# [Source records]

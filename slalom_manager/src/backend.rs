//! Vehicle backends and shutdown handling

use crate::config::SlalomConfig;
use anyhow::{bail, Context, Result};
use clap::ValueEnum;
use slalom_core::{MastAngle, RangeReading, SlalomResult, Vehicle};
use slalom_library::{PicarConfig, SimulatedVehicle};
use std::fmt;
use std::time::Duration;
use tracing::warn;

/// Which vehicle to drive
#[derive(Debug, Clone, Copy, PartialEq, Eq, ValueEnum)]
pub enum Backend {
    /// Scene-based simulator
    Sim,
    /// SunFounder PiCar-4WD (needs the `raspberry-pi` feature)
    Picar,
}

impl fmt::Display for Backend {
    fn fmt(&self, f: &mut fmt::Formatter<'_>) -> fmt::Result {
        match self {
            Backend::Sim => write!(f, "sim"),
            Backend::Picar => write!(f, "picar"),
        }
    }
}

/// Open the vehicle for `backend`
///
/// `obstacles` is the number of obstacles the caller is about to navigate; the
/// simulator refuses to run more obstacles than it has scenes.
pub fn open_vehicle(
    backend: Backend,
    config: &SlalomConfig,
    obstacles: u32,
) -> Result<Box<dyn Vehicle>> {
    match backend {
        Backend::Sim => {
            let vehicle = SimulatedVehicle::new(config.simulation.clone())
                .context("Failed to set up simulation")?;
            if obstacles as usize > vehicle.scene_count() {
                bail!(
                    "course has {} obstacles but the simulation only defines {} scenes",
                    obstacles,
                    vehicle.scene_count()
                );
            }
            Ok(Box::new(vehicle))
        }
        Backend::Picar => open_picar(config),
    }
}

#[cfg(feature = "raspberry-pi")]
fn open_picar(config: &SlalomConfig) -> Result<Box<dyn Vehicle>> {
    let vehicle = slalom_library::PicarVehicle::open(&config.picar)
        .context("Failed to open the PiCar-4WD")?;
    Ok(Box::new(vehicle))
}

#[cfg(not(feature = "raspberry-pi"))]
fn open_picar(_config: &SlalomConfig) -> Result<Box<dyn Vehicle>> {
    bail!("slalom was built without the `raspberry-pi` feature; rebuild with --features raspberry-pi")
}

/// Halt the car from the Ctrl+C handler, then exit with status 130
///
/// The control loop keeps its own handle; the handler only reaches the motors
/// through a fresh bus handle.
pub fn install_stop_handler(backend: Backend, config: &SlalomConfig) -> Result<()> {
    let picar = config.picar.clone();
    ctrlc::set_handler(move || {
        eprintln!("\nCtrl+C received, stopping the vehicle");
        if backend == Backend::Picar {
            stop_picar_motors(&picar);
        }
        std::process::exit(130);
    })
    .context("Failed to install Ctrl+C handler")
}

#[cfg(feature = "raspberry-pi")]
fn stop_picar_motors(config: &PicarConfig) {
    if let Err(e) = slalom_library::PicarVehicle::stop_motors(config) {
        eprintln!("Failed to stop motors: {}", e);
    }
}

#[cfg(not(feature = "raspberry-pi"))]
fn stop_picar_motors(_config: &PicarConfig) {}

/// Wraps a vehicle and stops it when dropped
///
/// Covers early returns with `?` and unwinding panics as well as the normal end
/// of a command.
pub struct StopOnDrop<V: Vehicle> {
    vehicle: V,
}

impl<V: Vehicle> StopOnDrop<V> {
    pub fn new(vehicle: V) -> Self {
        Self { vehicle }
    }
}

impl<V: Vehicle> Drop for StopOnDrop<V> {
    fn drop(&mut self) {
        if let Err(e) = self.vehicle.stop() {
            warn!("failed to stop {} on exit: {}", self.vehicle.name(), e);
        }
    }
}

impl<V: Vehicle> Vehicle for StopOnDrop<V> {
    fn name(&self) -> &str {
        self.vehicle.name()
    }

    fn drive_forward(&mut self, speed: u8) -> SlalomResult<()> {
        self.vehicle.drive_forward(speed)
    }

    fn drive_backward(&mut self, speed: u8) -> SlalomResult<()> {
        self.vehicle.drive_backward(speed)
    }

    fn turn_left(&mut self, speed: u8) -> SlalomResult<()> {
        self.vehicle.turn_left(speed)
    }

    fn turn_right(&mut self, speed: u8) -> SlalomResult<()> {
        self.vehicle.turn_right(speed)
    }

    fn stop(&mut self) -> SlalomResult<()> {
        self.vehicle.stop()
    }

    fn measure_at(&mut self, angle: MastAngle) -> SlalomResult<RangeReading> {
        self.vehicle.measure_at(angle)
    }

    fn aim_mast(&mut self, angle: MastAngle) -> SlalomResult<()> {
        self.vehicle.aim_mast(angle)
    }

    fn pause(&mut self, duration: Duration) {
        self.vehicle.pause(duration)
    }
}

#[cfg(test)]
mod tests {
    use super::*;
    use slalom_core::MotionCommand;
    use slalom_library::{ObstacleScene, ScriptedVehicle};

    /// Shares the command log with the test after the guard is gone
    struct Shared<'a>(&'a mut ScriptedVehicle);

    impl Vehicle for Shared<'_> {
        fn name(&self) -> &str {
            self.0.name()
        }
        fn drive_forward(&mut self, speed: u8) -> SlalomResult<()> {
            self.0.drive_forward(speed)
        }
        fn drive_backward(&mut self, speed: u8) -> SlalomResult<()> {
            self.0.drive_backward(speed)
        }
        fn turn_left(&mut self, speed: u8) -> SlalomResult<()> {
            self.0.turn_left(speed)
        }
        fn turn_right(&mut self, speed: u8) -> SlalomResult<()> {
            self.0.turn_right(speed)
        }
        fn stop(&mut self) -> SlalomResult<()> {
            self.0.stop()
        }
        fn measure_at(&mut self, angle: MastAngle) -> SlalomResult<RangeReading> {
            self.0.measure_at(angle)
        }
    }

    #[test]
    fn test_guard_stops_on_drop() {
        let mut scripted = ScriptedVehicle::new();
        {
            let mut guard = StopOnDrop::new(Shared(&mut scripted));
            guard.drive_forward(10).unwrap();
        }
        assert_eq!(
            scripted.motions(),
            vec![MotionCommand::Forward(10), MotionCommand::Stop]
        );
    }

    #[test]
    fn test_guard_stops_after_error() {
        let mut scripted = ScriptedVehicle::new();
        let result = (|| -> SlalomResult<()> {
            let mut guard = StopOnDrop::new(Shared(&mut scripted));
            guard.turn_left(10)?;
            guard.measure_at(0)?;
            Ok(())
        })();

        assert!(result.is_err());
        assert_eq!(scripted.motions().last(), Some(&MotionCommand::Stop));
    }

    #[test]
    fn test_sim_rejects_long_course() {
        let mut config = SlalomConfig::default();
        config.simulation.obstacles = vec![ObstacleScene::wall_on(slalom_core::Side::Left, 50.0, 20.0)];

        assert!(open_vehicle(Backend::Sim, &config, 2).is_err());
        assert!(open_vehicle(Backend::Sim, &config, 1).is_ok());
    }

    #[cfg(not(feature = "raspberry-pi"))]
    #[test]
    fn test_picar_needs_feature() {
        assert!(open_vehicle(Backend::Picar, &SlalomConfig::default(), 4).is_err());
    }
}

# [Activity]
Check each line of the records for the word "motions" and extract those that contain it.

# [The answer]
            scripted.motions(),
        assert_eq!(scripted.motions().last(), Some(&MotionCommand::Stop));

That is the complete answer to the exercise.